**Data for review:**

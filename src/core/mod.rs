//! Core business logic - framework-agnostic listing lifecycle, ledger and reporting.
//!
//! Every operation takes the database handle and, where needed, the
//! [`crate::config::MarketSettings`] explicitly. Nothing here reads global state.

/// Advertisement lifecycle engine: create, feature, purchase, withdraw
pub mod listing;
/// Transaction recorder for the append-only payment ledger
pub mod ledger;
/// Decimal amounts to and from stored cents
pub mod money;
/// Read-side projections and listing queries
pub mod query;
/// Payment reporting for administrators and payers
pub mod report;
/// Shared validation and invariant checks
pub mod rules;
/// Closed enums for status, payment type and role
pub mod status;
/// Actor resolution and user lookups
pub mod user;
/// Vehicle catalog
pub mod vehicle;

use crate::errors::Result;
use sea_orm::DatabaseTransaction;
use tracing::error;

/// Commits `txn` when `outcome` succeeded and rolls it back otherwise.
///
/// The rollback is explicit so the connection is clean before the error reaches
/// the caller.
pub(crate) async fn finish<T>(txn: DatabaseTransaction, outcome: Result<T>) -> Result<T> {
    match outcome {
        Ok(value) => {
            txn.commit().await?;
            Ok(value)
        }
        Err(err) => {
            if let Err(rollback_err) = txn.rollback().await {
                error!("Rollback failed after '{err}': {rollback_err}");
            }
            Err(err)
        }
    }
}
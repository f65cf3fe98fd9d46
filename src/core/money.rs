//! Conversion between decimal amounts and stored minor units.
//!
//! Amounts travel as [`Decimal`] through configuration and the HTTP API and are
//! persisted as whole cents, so arithmetic on the ledger never touches floats.

use crate::errors::{Error, Result};
use rust_decimal::Decimal;
use rust_decimal::prelude::ToPrimitive;

/// Converts a decimal amount to cents.
///
/// Rejects negative amounts and amounts with more than two fractional digits.
pub fn to_cents(amount: Decimal) -> Result<i64> {
    if amount < Decimal::ZERO {
        return Err(Error::validation(format!(
            "amount must not be negative, got {amount}"
        )));
    }
    let normalized = amount.normalize();
    if normalized.scale() > 2 {
        return Err(Error::validation(format!(
            "amount must have at most two decimal places, got {amount}"
        )));
    }
    (normalized * Decimal::ONE_HUNDRED)
        .to_i64()
        .ok_or_else(|| Error::validation(format!("amount {amount} is out of range")))
}

/// Converts cents back to a two-place decimal amount.
#[must_use]
pub fn from_cents(cents: i64) -> Decimal {
    Decimal::new(cents, 2)
}
/// Database configuration and connection management
pub mod database;

/// Market settings (fees, windows, payee, listen address) from market.toml
pub mod market;

pub use market::MarketSettings;
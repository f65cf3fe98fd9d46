//! Payment entity - Append-only ledger of money movements.
//!
//! Rows are written by [`crate::core::ledger`] in the same database transaction as the
//! lifecycle transition that caused them, and are never updated or deleted.
use sea_orm::entity::prelude::*;
use serde::{Deserialize, Serialize};

/// Payment database model
#[derive(Clone, Debug, PartialEq, Eq, DeriveEntityModel, Serialize, Deserialize)]
#[sea_orm(table_name = "payments")]
pub struct Model {
    /// Unique identifier for the payment
    #[sea_orm(primary_key)]
    pub id: i64,
    /// User the money came from
    pub payer_id: i64,
    /// User the money went to
    pub payee_id: i64,
    /// Advertisement that triggered the payment
    pub advertisement_id: Option<i64>,
    /// When the payment happened
    pub paid_at: DateTimeUtc,
    /// Amount in cents
    pub amount_cents: i64,
    /// Type string: `"featured_ad"`, `"purchase"` or `"wallet"`
    pub payment_type: String,
    /// Client-supplied key guarding against duplicate payment-producing requests
    #[sea_orm(unique)]
    pub idempotency_key: Option<String>,
    /// When the row was created
    pub created_at: DateTimeUtc,
    /// Equal to `created_at`; ledger rows are never modified
    pub updated_at: DateTimeUtc,
}

/// Defines relationships between Payment and other entities
#[derive(Copy, Clone, Debug, EnumIter, DeriveRelation)]
pub enum Relation {
    /// Payer account
    #[sea_orm(
        belongs_to = "super::user::Entity",
        from = "Column::PayerId",
        to = "super::user::Column::Id"
    )]
    Payer,
    /// Payee account
    #[sea_orm(
        belongs_to = "super::user::Entity",
        from = "Column::PayeeId",
        to = "super::user::Column::Id"
    )]
    Payee,
    /// Related advertisement, if any
    #[sea_orm(
        belongs_to = "super::advertisement::Entity",
        from = "Column::AdvertisementId",
        to = "super::advertisement::Column::Id"
    )]
    Advertisement,
}

impl Related<super::advertisement::Entity> for Entity {
    fn to() -> RelationDef {
        Relation::Advertisement.def()
    }
}

impl ActiveModelBehavior for ActiveModel {}
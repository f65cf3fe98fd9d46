//! Shared test utilities for the marketplace.
//!
//! This module provides common helper functions for setting up test databases
//! and creating users, vehicles and listings with sensible defaults.

use crate::{
    config::{MarketSettings, database},
    core::{
        listing::{self, CreatedListing},
        status::Role,
        user::{self, Actor},
        vehicle::VehicleDraft,
    },
    entities::{Advertisement, User, UserColumn, advertisement},
    errors::Result,
};
use chrono::{NaiveDate, Utc};
use rust_decimal::Decimal;
use sea_orm::{
    ColumnTrait, ConnectOptions, ConnectionTrait, Database, DatabaseConnection, EntityTrait,
    QueryFilter, sea_query::Expr,
};
use tempfile::TempDir;

/// Creates an in-memory `SQLite` database with all tables initialized and the
/// system payee seeded.
///
/// The pool holds exactly one connection: every connection to `sqlite::memory:`
/// opens its own empty database.
pub async fn setup_test_db() -> Result<DatabaseConnection> {
    let mut options = ConnectOptions::new("sqlite::memory:");
    options
        .max_connections(1)
        .min_connections(1)
        .sqlx_logging(false);
    let db = Database::connect(options).await?;
    database::create_tables(&db).await?;
    user::ensure_system_payee(&db, &MarketSettings::default()).await?;
    Ok(db)
}

/// Creates a file-backed database in a temporary directory, served by a pool of
/// several connections configured like production.
///
/// Keep the returned [`TempDir`] alive for as long as the database is used.
pub async fn setup_file_test_db() -> Result<(TempDir, DatabaseConnection)> {
    let dir = tempfile::tempdir()?;
    let url = format!("sqlite://{}?mode=rwc", dir.path().join("market.sqlite").display());
    let mut options = database::connect_options(&url);
    options.max_connections(8).sqlx_logging(false);
    let db = Database::connect(options).await?;
    database::create_tables(&db).await?;
    user::ensure_system_payee(&db, &MarketSettings::default()).await?;
    Ok((dir, db))
}

/// Creates a user named `name` with `name@example.com` as email.
pub async fn create_test_user(
    db: &DatabaseConnection,
    name: &str,
    role: Role,
) -> Result<crate::entities::user::Model> {
    user::create_user(db, name, &format!("{name}@example.com"), role).await
}

/// Creates a user and returns it as an [`Actor`].
pub async fn create_test_actor(db: &DatabaseConnection, name: &str, role: Role) -> Result<Actor> {
    let created = create_test_user(db, name, role).await?;
    Ok(Actor {
        id: created.id,
        role,
    })
}

/// A complete, valid vehicle description with the given price.
#[must_use]
pub fn sample_draft(price: Decimal) -> VehicleDraft {
    VehicleDraft {
        make: "Skoda".to_string(),
        model: "Octavia".to_string(),
        year: 2018,
        price,
        fuel_type: "diesel".to_string(),
        mileage_km: 98_000,
        body_type: "karavan".to_string(),
        power_kw: 110.0,
        condition: "used".to_string(),
        description: "One owner, full service history".to_string(),
        images: vec!["front.jpg".to_string(), "interior.jpg".to_string()],
        location: "Zagreb".to_string(),
        climate_control: "automatic".to_string(),
        transmission: "manual".to_string(),
        damaged: false,
        emission_class: "Euro 6".to_string(),
        displacement_cc: 1968,
    }
}

/// Database, settings and two counterparties for lifecycle tests.
pub struct TestMarket {
    /// In-memory database
    pub db: DatabaseConnection,
    /// Default settings
    pub settings: MarketSettings,
    /// Seller who owns the test listings
    pub seller: Actor,
    /// A different user who buys them
    pub buyer: Actor,
}

/// Sets up a database with a seller and a buyer.
pub async fn setup_marketplace() -> Result<TestMarket> {
    market_on(setup_test_db().await?).await
}

/// Like [`setup_marketplace`], but on [`setup_file_test_db`] so transactions really
/// run on separate connections.
pub async fn setup_file_marketplace() -> Result<(TempDir, TestMarket)> {
    let (dir, db) = setup_file_test_db().await?;
    Ok((dir, market_on(db).await?))
}

async fn market_on(db: DatabaseConnection) -> Result<TestMarket> {
    let seller = create_test_actor(&db, "prodavac", Role::Seller).await?;
    let buyer = create_test_actor(&db, "kupac", Role::Buyer).await?;
    Ok(TestMarket {
        db,
        settings: MarketSettings::default(),
        seller,
        buyer,
    })
}

/// Lists [`sample_draft`] at `price` for the market's seller.
pub async fn create_test_listing(market: &TestMarket, price: Decimal) -> Result<CreatedListing> {
    listing::create_listing(
        &market.db,
        &market.settings,
        sample_draft(price),
        market.seller.id,
    )
    .await
}

/// Moves an advertisement's expiration date, bypassing the lifecycle engine.
pub async fn backdate_expiration(
    db: &DatabaseConnection,
    ad_id: i64,
    expiration_date: NaiveDate,
) -> Result<()> {
    Advertisement::update_many()
        .col_expr(advertisement::Column::ExpirationDate, Expr::value(expiration_date))
        .filter(advertisement::Column::Id.eq(ad_id))
        .exec(db)
        .await?;
    Ok(())
}

/// Makes every following insert into `payments` fail.
pub async fn fail_payment_inserts(db: &DatabaseConnection) -> Result<()> {
    db.execute_unprepared(
        "CREATE TRIGGER reject_payments BEFORE INSERT ON payments \
         BEGIN SELECT RAISE(ABORT, 'ledger offline'); END;",
    )
    .await?;
    Ok(())
}

/// Soft-deletes a user account, bypassing the API.
pub async fn soft_delete_user(db: &DatabaseConnection, user_id: i64) -> Result<()> {
    let now = Utc::now();
    User::update_many()
        .col_expr(UserColumn::DeletedAt, Expr::value(now))
        .col_expr(UserColumn::UpdatedAt, Expr::value(now))
        .filter(UserColumn::Id.eq(user_id))
        .exec(db)
        .await?;
    Ok(())
}
//! Payment reporting over the ledger.
//!
//! Administrators see every payment and the revenue aggregates; any authenticated
//! actor may list the payments they made. Totals are summed in cents and converted to
//! [`Decimal`] only at the end, so no rounding creeps in.

use crate::{
    core::{money, rules, status::PaymentType, user::Actor},
    entities::{Payment, payment},
    errors::{Error, Result},
};
use chrono::{DateTime, NaiveDate, NaiveTime, Utc};
use rust_decimal::Decimal;
use sea_orm::{Condition, QueryOrder, prelude::*};
use serde::{Deserialize, Serialize};
use std::collections::BTreeMap;
use tracing::{debug, instrument};

/// Date range and type filter shared by all reports. Both bounds are inclusive.
#[derive(Debug, Clone, Copy, Default, PartialEq, Eq, Deserialize)]
#[serde(default)]
pub struct PaymentFilter {
    /// First day included
    pub start: Option<NaiveDate>,
    /// Last day included
    pub end: Option<NaiveDate>,
    /// Only payments of this type
    pub payment_type: Option<PaymentType>,
}

impl PaymentFilter {
    fn to_condition(self) -> Result<Condition> {
        if let (Some(start), Some(end)) = (self.start, self.end) {
            if start > end {
                return Err(Error::validation(format!(
                    "start date {start} is after end date {end}"
                )));
            }
        }

        let mut condition = Condition::all();
        if let Some(start) = self.start {
            condition = condition.add(payment::Column::PaidAt.gte(start_of(start)));
        }
        if let Some(end) = self.end {
            // Exclusive upper bound on the following midnight
            let next = end.succ_opt().ok_or_else(|| {
                Error::validation(format!("end date {end} is out of range"))
            })?;
            condition = condition.add(payment::Column::PaidAt.lt(start_of(next)));
        }
        if let Some(payment_type) = self.payment_type {
            condition = condition.add(payment::Column::PaymentType.eq(payment_type.as_str()));
        }
        Ok(condition)
    }
}

fn start_of(day: NaiveDate) -> DateTime<Utc> {
    day.and_time(NaiveTime::MIN).and_utc()
}

/// A payment with its amount as a decimal.
#[derive(Debug, Clone, PartialEq, Eq, Serialize)]
pub struct PaymentView {
    /// Ledger id
    pub id: i64,
    /// Paying user
    pub payer_id: i64,
    /// Receiving user
    pub payee_id: i64,
    /// Related advertisement
    pub advertisement_id: Option<i64>,
    /// When the payment was made
    pub paid_at: DateTime<Utc>,
    /// Amount
    pub amount: Decimal,
    /// Stored payment type
    pub payment_type: String,
}

impl From<payment::Model> for PaymentView {
    fn from(model: payment::Model) -> Self {
        Self {
            id: model.id,
            payer_id: model.payer_id,
            payee_id: model.payee_id,
            advertisement_id: model.advertisement_id,
            paid_at: model.paid_at,
            amount: money::from_cents(model.amount_cents),
            payment_type: model.payment_type,
        }
    }
}

/// Count and total of one kind of payment.
#[derive(Debug, Clone, Copy, Default, PartialEq, Eq, Serialize)]
pub struct TypeTotal {
    /// Number of payments
    pub count: u64,
    /// Sum of their amounts
    pub total: Decimal,
}

/// Revenue overview for administrators.
#[derive(Debug, Clone, Copy, Default, PartialEq, Eq, Serialize)]
pub struct RevenueSummary {
    /// Feature fees collected
    pub featured: TypeTotal,
    /// Vehicle sales settled between users
    pub purchases: TypeTotal,
}

/// One row of [`report_by_type`].
#[derive(Debug, Clone, PartialEq, Eq, Serialize)]
pub struct TypeReportRow {
    /// Stored payment type
    pub payment_type: String,
    /// Number of payments
    pub count: u64,
    /// Sum of their amounts
    pub total: Decimal,
}

async fn fetch(
    db: &DatabaseConnection,
    condition: Condition,
) -> Result<Vec<payment::Model>> {
    let rows = Payment::find()
        .filter(condition)
        .order_by_desc(payment::Column::PaidAt)
        .order_by_desc(payment::Column::Id)
        .all(db)
        .await?;
    debug!("Loaded {} payments", rows.len());
    Ok(rows)
}

/// Sums payments per stored type, in cents.
fn totals_by_type(payments: &[payment::Model]) -> BTreeMap<&str, (u64, i64)> {
    let mut totals: BTreeMap<&str, (u64, i64)> = BTreeMap::new();
    for p in payments {
        let entry = totals.entry(p.payment_type.as_str()).or_default();
        entry.0 += 1;
        entry.1 += p.amount_cents;
    }
    totals
}

fn type_total(totals: &BTreeMap<&str, (u64, i64)>, payment_type: PaymentType) -> TypeTotal {
    totals
        .get(payment_type.as_str())
        .map_or_else(TypeTotal::default, |&(count, cents)| TypeTotal {
            count,
            total: money::from_cents(cents),
        })
}

/// Every payment matching `filter`, newest first. Administrators only.
#[instrument(skip(db), fields(actor_id = actor.id))]
pub async fn list_payments(
    db: &DatabaseConnection,
    actor: &Actor,
    filter: PaymentFilter,
) -> Result<Vec<PaymentView>> {
    rules::ensure_admin(actor)?;
    let rows = fetch(db, filter.to_condition()?).await?;
    Ok(rows.into_iter().map(PaymentView::from).collect())
}

/// Payments the actor made, newest first.
pub async fn my_payments(
    db: &DatabaseConnection,
    actor: &Actor,
    filter: PaymentFilter,
) -> Result<Vec<PaymentView>> {
    let condition = filter
        .to_condition()?
        .add(payment::Column::PayerId.eq(actor.id));
    let rows = fetch(db, condition).await?;
    Ok(rows.into_iter().map(PaymentView::from).collect())
}

/// Feature revenue and purchase volume within the range. Administrators only.
///
/// The type in `filter` is ignored; both kinds are always reported.
#[instrument(skip(db), fields(actor_id = actor.id))]
pub async fn revenue_summary(
    db: &DatabaseConnection,
    actor: &Actor,
    filter: PaymentFilter,
) -> Result<RevenueSummary> {
    rules::ensure_admin(actor)?;
    let range = PaymentFilter {
        payment_type: None,
        ..filter
    };
    let rows = fetch(db, range.to_condition()?).await?;
    let totals = totals_by_type(&rows);

    Ok(RevenueSummary {
        featured: type_total(&totals, PaymentType::FeaturedAd),
        purchases: type_total(&totals, PaymentType::Purchase),
    })
}

/// Count and total per payment type within the range, ordered by type. Administrators only.
///
/// Types with no payments are left out.
#[instrument(skip(db), fields(actor_id = actor.id))]
pub async fn report_by_type(
    db: &DatabaseConnection,
    actor: &Actor,
    filter: PaymentFilter,
) -> Result<Vec<TypeReportRow>> {
    rules::ensure_admin(actor)?;
    let rows = fetch(db, filter.to_condition()?).await?;

    Ok(totals_by_type(&rows)
        .into_iter()
        .map(|(payment_type, (count, cents))| TypeReportRow {
            payment_type: payment_type.to_string(),
            count,
            total: money::from_cents(cents),
        })
        .collect())
}

#[cfg(test)]
mod tests {
    #![allow(clippy::unwrap_used)]
    use super::*;
    use crate::core::{listing, status::Role};
    use crate::test_utils::*;
    use rust_decimal_macros::dec;

    async fn market_with_sales() -> Result<(TestMarket, Actor)> {
        let market = setup_marketplace().await?;
        let admin = create_test_actor(&market.db, "moderator", Role::Admin).await?;

        let first = create_test_listing(&market, dec!(25000)).await?;
        let second = create_test_listing(&market, dec!(8000.50)).await?;
        listing::feature_listing(
            &market.db,
            &market.settings,
            first.advertisement.id,
            &market.seller,
            None,
        )
        .await?;
        listing::purchase_listing(
            &market.db,
            &market.settings,
            first.advertisement.id,
            &market.buyer,
            None,
        )
        .await?;
        listing::purchase_listing(
            &market.db,
            &market.settings,
            second.advertisement.id,
            &market.buyer,
            None,
        )
        .await?;

        Ok((market, admin))
    }

    #[tokio::test]
    async fn test_reports_require_admin() -> Result<()> {
        let (market, _) = market_with_sales().await?;
        let filter = PaymentFilter::default();

        assert!(matches!(
            list_payments(&market.db, &market.seller, filter).await,
            Err(Error::Authorization { .. })
        ));
        assert!(matches!(
            revenue_summary(&market.db, &market.buyer, filter).await,
            Err(Error::Authorization { .. })
        ));
        assert!(matches!(
            report_by_type(&market.db, &market.buyer, filter).await,
            Err(Error::Authorization { .. })
        ));

        Ok(())
    }

    #[tokio::test]
    async fn test_list_payments_filters() -> Result<()> {
        let (market, admin) = market_with_sales().await?;
        let today = Utc::now().date_naive();

        let all = list_payments(&market.db, &admin, PaymentFilter::default()).await?;
        assert_eq!(all.len(), 3);
        // Newest first
        assert!(all.windows(2).all(|w| w[0].paid_at >= w[1].paid_at));

        let purchases = list_payments(
            &market.db,
            &admin,
            PaymentFilter {
                payment_type: Some(PaymentType::Purchase),
                ..PaymentFilter::default()
            },
        )
        .await?;
        assert_eq!(purchases.len(), 2);
        assert!(purchases.iter().all(|p| p.payment_type == "purchase"));

        // Inclusive single-day range
        let today_only = PaymentFilter {
            start: Some(today),
            end: Some(today),
            payment_type: None,
        };
        assert_eq!(list_payments(&market.db, &admin, today_only).await?.len(), 3);

        let last_year = PaymentFilter {
            start: Some(NaiveDate::from_ymd_opt(2020, 1, 1).unwrap()),
            end: Some(NaiveDate::from_ymd_opt(2020, 12, 31).unwrap()),
            payment_type: None,
        };
        assert!(list_payments(&market.db, &admin, last_year).await?.is_empty());

        Ok(())
    }

    #[tokio::test]
    async fn test_inverted_range_is_rejected() -> Result<()> {
        let (market, admin) = market_with_sales().await?;
        let filter = PaymentFilter {
            start: Some(NaiveDate::from_ymd_opt(2026, 5, 2).unwrap()),
            end: Some(NaiveDate::from_ymd_opt(2026, 5, 1).unwrap()),
            payment_type: None,
        };

        assert!(matches!(
            list_payments(&market.db, &admin, filter).await,
            Err(Error::Validation { .. })
        ));

        Ok(())
    }

    #[tokio::test]
    async fn test_revenue_summary() -> Result<()> {
        let (market, admin) = market_with_sales().await?;

        let summary = revenue_summary(&market.db, &admin, PaymentFilter::default()).await?;
        assert_eq!(summary.featured.count, 1);
        assert_eq!(summary.featured.total, dec!(30.00));
        assert_eq!(summary.purchases.count, 2);
        assert_eq!(summary.purchases.total, dec!(33000.50));

        Ok(())
    }

    #[tokio::test]
    async fn test_report_by_type() -> Result<()> {
        let (market, admin) = market_with_sales().await?;

        let rows = report_by_type(&market.db, &admin, PaymentFilter::default()).await?;
        assert_eq!(
            rows,
            vec![
                TypeReportRow {
                    payment_type: "featured_ad".to_string(),
                    count: 1,
                    total: dec!(30.00),
                },
                TypeReportRow {
                    payment_type: "purchase".to_string(),
                    count: 2,
                    total: dec!(33000.50),
                },
            ]
        );

        Ok(())
    }

    #[tokio::test]
    async fn test_my_payments() -> Result<()> {
        let (market, _) = market_with_sales().await?;

        let buyer_paid = my_payments(&market.db, &market.buyer, PaymentFilter::default()).await?;
        assert_eq!(buyer_paid.len(), 2);
        assert!(buyer_paid.iter().all(|p| p.payer_id == market.buyer.id));

        let seller_paid =
            my_payments(&market.db, &market.seller, PaymentFilter::default()).await?;
        assert_eq!(seller_paid.len(), 1);
        assert_eq!(seller_paid[0].payment_type, "featured_ad");
        assert_eq!(seller_paid[0].amount, dec!(30.00));

        Ok(())
    }
}
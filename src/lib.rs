//! `car-market` - A marketplace backend for second-hand vehicles
//!
//! This crate lists vehicles for sale, lets sellers pay to feature their
//! advertisements and lets buyers purchase them, recording every transfer of money
//! in an append-only payment ledger that administrators can report on.

// Deny the most critical lints that could lead to bugs or security issues
#![deny(
    // Security and correctness
    unsafe_code,
    unsafe_op_in_unsafe_fn,

    // Code quality - things that are almost always bugs
    unreachable_code,
    unreachable_patterns,
    unused_must_use,

    // Documentation - broken links are bugs
    rustdoc::broken_intra_doc_links,
    rustdoc::private_intra_doc_links,
)]
// Warn on things that should be fixed but aren't necessarily bugs
#![warn(
    // Documentation - missing docs should be added gradually
    missing_docs,

    // Clippy categories for overall code quality
    clippy::all,
    clippy::pedantic,
    clippy::nursery,

    // Performance
    clippy::inefficient_to_string,
    clippy::large_types_passed_by_value,
    clippy::needless_pass_by_value,
    clippy::unnecessary_wraps,

    // Correctness
    clippy::clone_on_ref_ptr,
    clippy::dbg_macro,
    clippy::exit,
    clippy::expect_used,
    clippy::float_cmp,
    clippy::panic,
    clippy::todo,
    clippy::unimplemented,
    clippy::unwrap_used,

    // Complexity and readability
    clippy::cognitive_complexity,
    clippy::large_enum_variant,
    clippy::match_same_arms,
    clippy::too_many_lines,

    // Style consistency
    clippy::enum_glob_use,
    clippy::inconsistent_struct_constructor,
    clippy::missing_errors_doc,
    clippy::missing_panics_doc,
    clippy::must_use_candidate,
    clippy::redundant_closure_for_method_calls,
    clippy::semicolon_if_nothing_returned,
    clippy::wildcard_imports,

    // Future compatibility
    future_incompatible,
    rust_2018_idioms,
)]
// Allow some pedantic lints that are too noisy or not applicable
#![allow(
    clippy::module_name_repetitions,  // Common pattern in Rust
    clippy::missing_errors_doc,        // Will add gradually
    clippy::missing_panics_doc,        // Will add gradually
)]

/// HTTP interface - axum router, actor extraction and handlers
pub mod api;
/// Configuration management for database and market settings
pub mod config;
/// Core business logic - framework-agnostic listing lifecycle, ledger and reporting
pub mod core;
/// SeaORM entity definitions for database tables
pub mod entities;
/// Unified error types and result handling
pub mod errors;

#[cfg(test)]
pub mod test_utils;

**What the exercise asks:** Find every line of the records holding "account". Answer with the count alone.

**Written answer:** 3